Europe Report: Deposit Inflows Fall Off a Cliff, According to Raisin

Raisin, a European digital bank and savings Fintech, has distributed a report on the European savings market claiming deposit inflows have “fallen off a cliff” after record increases.

The analysis provided by Raisin indicates that the savers from the eurozone are saving money at a much slower pace. This follows an increase in bank savings of more than half a trillion or €593.7 billion, in 2020 during the height of the COVID-19 health challenge.

“Nowhere has this been felt more than in Germany, where annual inflows fell below the 100-billion-euro mark for the first time in five years,” says Katharina Lüth, Managing Director at Raisin.

In 2021, deposit inflows in Germany decreased by 43% with annual inflows of almost €84.8 billion, Germans increased their bank balances by nearly the same amount as they did five years ago.
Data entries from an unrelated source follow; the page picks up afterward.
// Copyright (c) 2025 Geoffrey Huntley <ghuntley@ghuntley.com>. All rights reserved.
// SPDX-License-Identifier: Proprietary

//! Typed request and result payloads for the daemon's RPC methods.
//!
//! Records owned by the daemon (sessions, approvals, events) are read
//! snapshots. They only ever enter the process through [`crate::validate`].

use chrono::{DateTime, Utc};
use serde::ser::SerializeStruct;
use serde::{Deserialize, Serialize, Serializer};
use serde_json::{Map, Value};

// --- Sessions ---

/// Well-known session status values. The daemon may add more; `status` stays a string.
pub mod session_status {
	pub const RUNNING: &str = "running";
	pub const COMPLETED: &str = "completed";
	pub const FAILED: &str = "failed";
	pub const INTERRUPTED: &str = "interrupted";
	pub const ARCHIVED: &str = "archived";
}

#[derive(Debug, Clone, PartialEq, Serialize, Deserialize)]
pub struct Session {
	pub id: String,
	pub run_id: String,
	pub query: String,
	pub status: String,
	pub created_at: String,
	#[serde(default, skip_serializing_if = "Option::is_none")]
	pub claude_session_id: Option<String>,
	#[serde(default, skip_serializing_if = "Option::is_none")]
	pub parent_session_id: Option<String>,
	#[serde(default, skip_serializing_if = "Option::is_none")]
	pub summary: Option<String>,
	#[serde(default, skip_serializing_if = "Option::is_none")]
	pub title: Option<String>,
	#[serde(default, skip_serializing_if = "Option::is_none")]
	pub model: Option<String>,
	#[serde(default, skip_serializing_if = "Option::is_none")]
	pub working_dir: Option<String>,
	#[serde(default, skip_serializing_if = "Option::is_none")]
	pub max_turns: Option<i64>,
	#[serde(default, skip_serializing_if = "Option::is_none")]
	pub last_activity_at: Option<String>,
	#[serde(default, skip_serializing_if = "Option::is_none")]
	pub completed_at: Option<String>,
	/// Fields this client does not model, or whose value had an unexpected
	/// type, kept verbatim.
	#[serde(flatten)]
	pub extra: Map<String, Value>,
}

impl Session {
	pub fn is_terminal(&self) -> bool {
		matches!(
			self.status.as_str(),
			session_status::COMPLETED | session_status::FAILED | session_status::ARCHIVED
		)
	}
}

#[derive(Debug, Clone, PartialEq, Serialize, Deserialize)]
pub struct SessionLeaf {
	pub id: String,
	pub status: String,
	pub created_at: String,
	#[serde(default, skip_serializing_if = "Option::is_none")]
	pub title: Option<String>,
	#[serde(default, skip_serializing_if = "Option::is_none")]
	pub last_activity_at: Option<String>,
}

#[derive(Debug, Clone, Default, PartialEq, Serialize, Deserialize)]
pub struct McpServer {
	pub command: String,
	#[serde(default, skip_serializing_if = "Vec::is_empty")]
	pub args: Vec<String>,
	#[serde(default, skip_serializing_if = "std::collections::BTreeMap::is_empty")]
	pub env: std::collections::BTreeMap<String, String>,
}

#[derive(Debug, Clone, Default, PartialEq, Serialize, Deserialize)]
pub struct McpConfig {
	#[serde(rename = "mcpServers")]
	pub mcp_servers: std::collections::BTreeMap<String, McpServer>,
}

#[derive(Debug, Clone, Default, PartialEq, Serialize)]
pub struct LaunchSessionRequest {
	pub query: String,
	#[serde(skip_serializing_if = "Option::is_none")]
	pub model: Option<String>,
	#[serde(skip_serializing_if = "Option::is_none")]
	pub working_dir: Option<String>,
	#[serde(skip_serializing_if = "Option::is_none")]
	pub max_turns: Option<u32>,
	#[serde(skip_serializing_if = "Option::is_none")]
	pub permission_prompt_tool: Option<String>,
	#[serde(skip_serializing_if = "Option::is_none")]
	pub system_prompt: Option<String>,
	#[serde(skip_serializing_if = "Option::is_none")]
	pub append_system_prompt: Option<String>,
	#[serde(skip_serializing_if = "Option::is_none")]
	pub resume_session_id: Option<String>,
	#[serde(skip_serializing_if = "Option::is_none")]
	pub mcp_config: Option<McpConfig>,
	#[serde(skip_serializing_if = "Vec::is_empty")]
	pub forbidden_paths: Vec<String>,
	#[serde(skip_serializing_if = "Vec::is_empty")]
	pub allowed_tools: Vec<String>,
	#[serde(skip_serializing_if = "Vec::is_empty")]
	pub disallowed_tools: Vec<String>,
	#[serde(skip_serializing_if = "Option::is_none")]
	pub custom_instructions: Option<String>,
}

impl LaunchSessionRequest {
	pub fn new(query: impl Into<String>) -> Self {
		Self {
			query: query.into(),
			..Default::default()
		}
	}
}

/// Result of `launchSession` and `continueSession`.
#[derive(Debug, Clone, PartialEq, Serialize, Deserialize)]
pub struct LaunchSessionResponse {
	pub session_id: String,
	pub run_id: String,
	#[serde(default, skip_serializing_if = "Option::is_none")]
	pub claude_session_id: Option<String>,
}

#[derive(Debug, Clone, Default, PartialEq, Serialize)]
pub struct ContinueSessionRequest {
	pub session_id: String,
	pub query: String,
	#[serde(skip_serializing_if = "Option::is_none")]
	pub model: Option<String>,
	#[serde(skip_serializing_if = "Option::is_none")]
	pub max_turns: Option<u32>,
	#[serde(skip_serializing_if = "Option::is_none")]
	pub working_dir: Option<String>,
}

// --- Conversations ---

#[derive(Debug, Clone, PartialEq, Serialize, Deserialize)]
pub struct ConversationMessage {
	pub id: String,
	#[serde(rename = "type")]
	pub kind: String,
	pub content: String,
	pub timestamp: String,
}

#[derive(Debug, Clone, PartialEq, Serialize, Deserialize)]
pub struct Snapshot {
	pub id: String,
	pub title: String,
	pub timestamp: String,
	pub message_count: u64,
}

#[derive(Debug, Clone, PartialEq, Serialize, Deserialize)]
pub struct Conversation {
	pub session_id: String,
	#[serde(default)]
	pub messages: Vec<ConversationMessage>,
	#[serde(default)]
	pub snapshots: Vec<Snapshot>,
}

// --- Approvals ---

#[derive(Debug, Clone, PartialEq, Serialize, Deserialize)]
pub struct Approval {
	pub id: String,
	pub session_id: String,
	pub run_id: String,
	pub tool_name: String,
	pub tool_input: Map<String, Value>,
	pub created_at: String,
	#[serde(default, skip_serializing_if = "Option::is_none")]
	pub function_name: Option<String>,
	#[serde(default, skip_serializing_if = "Option::is_none")]
	pub status: Option<String>,
	#[serde(default, skip_serializing_if = "Option::is_none")]
	pub resolved_at: Option<String>,
	#[serde(default, skip_serializing_if = "Option::is_none")]
	pub approved: Option<bool>,
	#[serde(default, skip_serializing_if = "Option::is_none")]
	pub response_text: Option<String>,
	#[serde(default, skip_serializing_if = "Option::is_none")]
	pub user_id: Option<String>,
	#[serde(default, skip_serializing_if = "Option::is_none")]
	pub user_email: Option<String>,
	/// Fields this client does not model, or whose value had an unexpected
	/// type, kept verbatim.
	#[serde(flatten)]
	pub extra: Map<String, Value>,
}

impl Approval {
	pub fn is_resolved(&self) -> bool {
		self.approved.is_some() || self.resolved_at.is_some()
	}
}

#[derive(Debug, Clone, Default, PartialEq, Serialize)]
pub struct CreateApprovalRequest {
	pub run_id: String,
	pub tool_name: String,
	pub tool_input: Map<String, Value>,
	#[serde(skip_serializing_if = "Option::is_none")]
	pub function_name: Option<String>,
	#[serde(skip_serializing_if = "Option::is_none")]
	pub user_id: Option<String>,
	#[serde(skip_serializing_if = "Option::is_none")]
	pub user_email: Option<String>,
}

#[derive(Debug, Clone, PartialEq, Serialize, Deserialize)]
pub struct CreateApprovalResponse {
	#[serde(alias = "approval_id")]
	pub id: String,
}

#[derive(Debug, Clone, PartialEq, Serialize)]
pub struct UpdateApprovalRequest {
	pub id: String,
	pub approved: bool,
	#[serde(skip_serializing_if = "Option::is_none")]
	pub response_text: Option<String>,
}

/// A human decision on a pending approval.
#[derive(Debug, Clone, Copy, PartialEq, Eq)]
pub enum Decision {
	Approve,
	Deny,
}

impl Decision {
	pub fn is_approved(self) -> bool {
		matches!(self, Decision::Approve)
	}
}

impl std::str::FromStr for Decision {
	type Err = String;

	fn from_str(s: &str) -> Result<Self, Self::Err> {
		match s {
			"approve" | "approved" => Ok(Decision::Approve),
			"deny" | "denied" => Ok(Decision::Deny),
			other => Err(format!("unknown decision '{other}', expected approve or deny")),
		}
	}
}

// --- Tool results ---

#[derive(Debug, Clone, PartialEq, Serialize, Deserialize)]
pub struct ToolResult {
	pub tool_use_id: String,
	pub content: String,
	#[serde(default)]
	pub is_error: bool,
}

#[derive(Debug, Clone, Default, PartialEq, Serialize)]
pub struct AddToolResultRequest {
	pub session_id: String,
	pub run_id: String,
	pub tool_use_id: String,
	pub content: String,
	#[serde(skip_serializing_if = "std::ops::Not::not")]
	pub is_error: bool,
}

#[derive(Debug, Clone, Default, PartialEq, Serialize)]
pub struct GetToolResultRequest {
	pub session_id: String,
	pub run_id: String,
	pub tool_use_id: String,
}

// --- Health ---

#[derive(Debug, Clone, PartialEq, Serialize, Deserialize)]
pub struct HealthResponse {
	pub status: String,
	#[serde(default, skip_serializing_if = "Option::is_none")]
	pub version: Option<String>,
}

impl HealthResponse {
	pub const OK: &'static str = "ok";

	pub fn is_ok(&self) -> bool {
		self.status == Self::OK
	}
}

// --- Subscriptions ---

/// Event types the daemon publishes on the subscription feed.
#[derive(Debug, Clone, Copy, PartialEq, Eq, Hash, Serialize, Deserialize)]
#[serde(rename_all = "snake_case")]
pub enum EventType {
	NewApproval,
	ApprovalResolved,
	SessionStatusChanged,
}

impl EventType {
	pub const ALL: [EventType; 3] = [
		EventType::NewApproval,
		EventType::ApprovalResolved,
		EventType::SessionStatusChanged,
	];

	pub fn as_str(self) -> &'static str {
		match self {
			EventType::NewApproval => "new_approval",
			EventType::ApprovalResolved => "approval_resolved",
			EventType::SessionStatusChanged => "session_status_changed",
		}
	}

	pub fn parse(raw: &str) -> Option<Self> {
		Self::ALL.into_iter().find(|t| t.as_str() == raw)
	}
}

impl std::fmt::Display for EventType {
	fn fmt(&self, f: &mut std::fmt::Formatter<'_>) -> std::fmt::Result {
		f.write_str(self.as_str())
	}
}

#[derive(Debug, Clone, Default, PartialEq, Serialize)]
pub struct SubscribeRequest {
	pub event_types: Vec<EventType>,
	#[serde(skip_serializing_if = "Option::is_none")]
	pub session_id: Option<String>,
	#[serde(skip_serializing_if = "Option::is_none")]
	pub run_id: Option<String>,
}

impl SubscribeRequest {
	pub fn for_types(event_types: impl IntoIterator<Item = EventType>) -> Self {
		Self {
			event_types: event_types.into_iter().collect(),
			..Default::default()
		}
	}
}

#[derive(Debug, Clone, PartialEq, Serialize, Deserialize)]
pub struct SubscribeResponse {
	pub subscription_id: String,
	#[serde(default, skip_serializing_if = "Option::is_none")]
	pub message: Option<String>,
}

#[derive(Debug, Clone, PartialEq, Serialize, Deserialize)]
pub struct NewApprovalData {
	pub session_id: String,
	pub run_id: String,
	pub approval_id: String,
	pub tool_name: String,
	#[serde(flatten)]
	pub extra: Map<String, Value>,
}

#[derive(Debug, Clone, PartialEq, Serialize, Deserialize)]
pub struct ApprovalResolvedData {
	pub session_id: String,
	pub run_id: String,
	pub approval_id: String,
	pub approved: bool,
	#[serde(default, skip_serializing_if = "Option::is_none")]
	pub response_text: Option<String>,
	#[serde(flatten)]
	pub extra: Map<String, Value>,
}

#[derive(Debug, Clone, PartialEq, Serialize, Deserialize)]
pub struct SessionStatusChangedData {
	pub session_id: String,
	pub old_status: String,
	pub new_status: String,
	#[serde(default, skip_serializing_if = "Option::is_none")]
	pub parent_session_id: Option<String>,
	#[serde(flatten)]
	pub extra: Map<String, Value>,
}

/// Event payload. The variant determines the event's `type`.
#[derive(Debug, Clone, PartialEq, Serialize)]
#[serde(untagged)]
pub enum EventData {
	NewApproval(NewApprovalData),
	ApprovalResolved(ApprovalResolvedData),
	SessionStatusChanged(SessionStatusChangedData),
}

impl EventData {
	pub fn event_type(&self) -> EventType {
		match self {
			EventData::NewApproval(_) => EventType::NewApproval,
			EventData::ApprovalResolved(_) => EventType::ApprovalResolved,
			EventData::SessionStatusChanged(_) => EventType::SessionStatusChanged,
		}
	}

	pub fn session_id(&self) -> &str {
		match self {
			EventData::NewApproval(d) => &d.session_id,
			EventData::ApprovalResolved(d) => &d.session_id,
			EventData::SessionStatusChanged(d) => &d.session_id,
		}
	}
}

/// A validated event from the subscription feed.
///
/// Serializes to `{"type", "timestamp", "data"}`; the type is always derived
/// from the data variant so the two cannot disagree.
#[derive(Debug, Clone, PartialEq)]
pub struct Event {
	pub timestamp: String,
	pub data: EventData,
}

impl Event {
	pub fn new(timestamp: impl Into<String>, data: EventData) -> Self {
		Self {
			timestamp: timestamp.into(),
			data,
		}
	}

	pub fn event_type(&self) -> EventType {
		self.data.event_type()
	}

	/// The timestamp parsed as RFC 3339, if it is one.
	pub fn timestamp_utc(&self) -> Option<DateTime<Utc>> {
		DateTime::parse_from_rfc3339(&self.timestamp)
			.ok()
			.map(|t| t.with_timezone(&Utc))
	}
}

impl Serialize for Event {
	fn serialize<S: Serializer>(&self, serializer: S) -> Result<S::Ok, S::Error> {
		let mut state = serializer.serialize_struct("Event", 3)?;
		state.serialize_field("type", &self.event_type())?;
		state.serialize_field("timestamp", &self.timestamp)?;
		state.serialize_field("data", &self.data)?;
		state.end()
	}
}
Raisin’s research shows that in 2021, British deposit inflows surpassed  £100 billion for the second consecutive year. By the end of the year, inflows for the year exceeded those of both France and Germany, the two biggest deposit markets in Continental Europe.

The only other major market to exhibit the same behavior over the past twelve months has been the Netherlands, where deposit inflows saw a more dramatic decrease (36%), but savers still put twice as much additional funds into their accounts than before COVID.

While Eurozone deposit inflows peaked in the first half of 2021, with savers increasing their bank balances by an extra €274.2 billion, they almost halved in the second half of the year to €135.6 billion. This resulted in inflows for 2021 ending up just ahead of 2019.

“European savers began ramping up their bank balances at the start of the pandemic and continued to save at record rates well into the first half of 2021. Since then, however, deposit inflows in Europe have fallen off a cliff. Nowhere has this been felt more than in Germany, where annual inflows fell below the 100-billion-euro mark for the first time since 2017,” added Lüth.

Lüth explains that savers across Europe are now experiencing high inflation as well as a slowdown of the global economy. With interest rates expected to rise only nominally they predict that Europeans will seek more ways in which they can make their savings work harder for them, “especially as growing socioeconomic uncertainties deter them from investing in risky asset classes.”